- **STORED DATA**
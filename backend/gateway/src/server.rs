//! Main HTTP Gateway Server.

use std::future::Future;
use std::net::SocketAddr;
use std::path::PathBuf;
use std::sync::Arc;

use anyhow::{Context, Result};
use axum::{
    Router,
    extract::DefaultBodyLimit,
    routing::{get, post},
};
use cardscan_scheduler::WorkerPool;
use tokio::net::TcpListener;
use tower_http::cors::{Any, CorsLayer};
use tower_http::trace::TraceLayer;
use tracing::{info, instrument};

use crate::{health_api, ocr_api};

/// Application state shared across routes.
#[derive(Clone)]
pub struct AppState {
    pub pool: Arc<WorkerPool>,
    pub upload_dir: PathBuf,
}

impl AppState {
    pub fn new(pool: Arc<WorkerPool>, upload_dir: impl Into<PathBuf>) -> Self {
        Self {
            pool,
            upload_dir: upload_dir.into(),
        }
    }
}

pub fn build_router(state: AppState, max_upload_bytes: usize) -> Router {
    let cors = CorsLayer::new()
        .allow_origin(Any)
        .allow_methods(Any)
        .allow_headers(Any);

    Router::new()
        .route("/ocr", post(ocr_api::submit))
        .route("/ocr/status/:task_id", get(ocr_api::status))
        .route("/health", get(health_api::get_health))
        .layer(DefaultBodyLimit::max(max_upload_bytes))
        .layer(cors)
        .layer(TraceLayer::new_for_http())
        .with_state(state)
}

/// Serve `app` on `addr` until `shutdown` resolves.
#[instrument(skip(app, shutdown))]
pub async fn start_server<F>(addr: SocketAddr, app: Router, shutdown: F) -> Result<()>
where
    F: Future<Output = ()> + Send + 'static,
{
    let listener = TcpListener::bind(&addr)
        .await
        .with_context(|| format!("failed to bind {addr}"))?;
    info!("Gateway HTTP server listening on {}", addr);

    axum::serve(listener, app)
        .with_graceful_shutdown(shutdown)
        .await
        .context("HTTP server error")?;

    info!("Server shutdown complete");
    Ok(())
}

/// Resolves on Ctrl+C or SIGTERM.
pub async fn shutdown_signal() {
    let ctrl_c = async {
        if let Err(e) = tokio::signal::ctrl_c().await {
            tracing::error!(error = %e, "Failed to listen for Ctrl+C");
            std::future::pending::<()>().await;
        }
    };

    #[cfg(unix)]
    let terminate = async {
        match tokio::signal::unix::signal(tokio::signal::unix::SignalKind::terminate()) {
            Ok(mut signal) => {
                signal.recv().await;
            }
            Err(e) => {
                tracing::error!(error = %e, "Failed to install SIGTERM handler");
                std::future::pending::<()>().await;
            }
        }
    };

    #[cfg(not(unix))]
    let terminate = std::future::pending::<()>();

    tokio::select! {
        _ = ctrl_c => info!("Received Ctrl+C, starting graceful shutdown..."),
        _ = terminate => info!("Received SIGTERM, starting graceful shutdown..."),
    }
}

- **EXERCISE DIRECTIONS**
List the lines of the entries that include "CorsLayer".

- **WRITTEN REPLY**
use tower_http::cors::{Any, CorsLayer};
    let cors = CorsLayer::new()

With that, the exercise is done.